今一番のおすすめは 標高約800mに位置しおよそ10km以上続くなだらかな道路の上でオゾンを胸いっぱいに吸いながら遠く青く深い山々を目にしながらの健康つくりです。

ここに住んでいることの幸せを満喫できるひとときでもあります。

日々の健康に感謝しながら。

◆平成17年8月10日 

終戦記念日

今年も終戦記念日がやってきました。戦後60年といわれ戦争を知らない世代が多くを占める現代、遠く過ぎ去りしことになりつつあります。

映像、文献での記録を見るのも大切ですが、言い伝えというのが各家庭では最も真実味があっていいのだろうと、思います。

我が家も数年前に近衛兵であった父が亡くなり 潜水艦にて戦死した息子をもつ 祖母が亡くなると戦争の体験を語る人がいなくなりました。

戦後生まれで家長の私が 聞いていることをすこしづつ 話していくようにしています。

いわく 父のすぐ下の弟で福満叔父は18歳になると 潜水艦に乗ると云って志願して戦争にいったそうです。

陸軍憲兵であった父がある日 弟のいる横須賀に面会に行くと福満叔父はうれしさと安堵感からかしばらくの間 泣くのをやめなかったそうです。

21歳の若さでマレー沖にて戦死をするのですが遺品らしきものは何もなくて、なにをお墓に収めているのか

金鵄勲章をもらったことを誇りに 毎日お墓参りを欠かさなかった祖母の姿がなんともやり切れぬ戦争の痛々しいつめ跡でした。

先祖のお墓掃除をしながら平和の尊さを肝に銘じるお盆前です。

◆平成17年7月10日

内子町 合併記念式典での講演においてのこと。

東京農大の進士教授によると 国の施策にはじめて 美しいということばが使われた という。その名も 美しい国つくり。

20世紀は機能的とか合理主義とかすべてアメリカの真似が進歩の象徴とされ 日本の本来のよさをなくしてしまった時代ではなかったか。

21世紀は農村の時代である。

そこで育んでいる 景観 風景 風土 すべてヒトつくりに欠かせないものばかりである。
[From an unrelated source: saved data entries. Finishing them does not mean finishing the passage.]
//! CLI command implementations.

pub mod admin;
pub mod migrate;
pub mod seed;
//! Basha Home Appliances storefront library.
//!
//! Public catalog: marketing home page and a server-rendered product listing
//! read from the database the admin panel writes.

#![cfg_attr(not(test), forbid(unsafe_code))]

pub mod config;
pub mod db;
pub mod error;
pub mod filters;
pub mod models;
pub mod routes;
pub mod state;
交通の不便さをやや感じても 現代人の多自然居住への必然性を熱く語られた。

農山村に位置する弊社に とっても 大変有意義な 講演でした。

失われつつある地域資産の再生など今後千年先を見据えた “らしい町つくり” にふさわしい施工を総てにおいて心がけたいものです。

『環境破壊は地球に対するテロである。』ずしりと響くことばでした。

◆平成17年6月20日
クールビズと礼儀
最近、クールビズという話題がメディアを賑わせています。
従来は、暑い真夏であっても、上着とネクタイを着用することが、取引相手への気遣い・礼儀であるとされてきました。
そのために、冷房温度を不要に下げさせていることは、ご周知の通りです。
これからの時代は、環境への気遣い・礼儀も必要な時代です。
弊社では、地球環境に配慮して、事業を行っていきたいと考えています。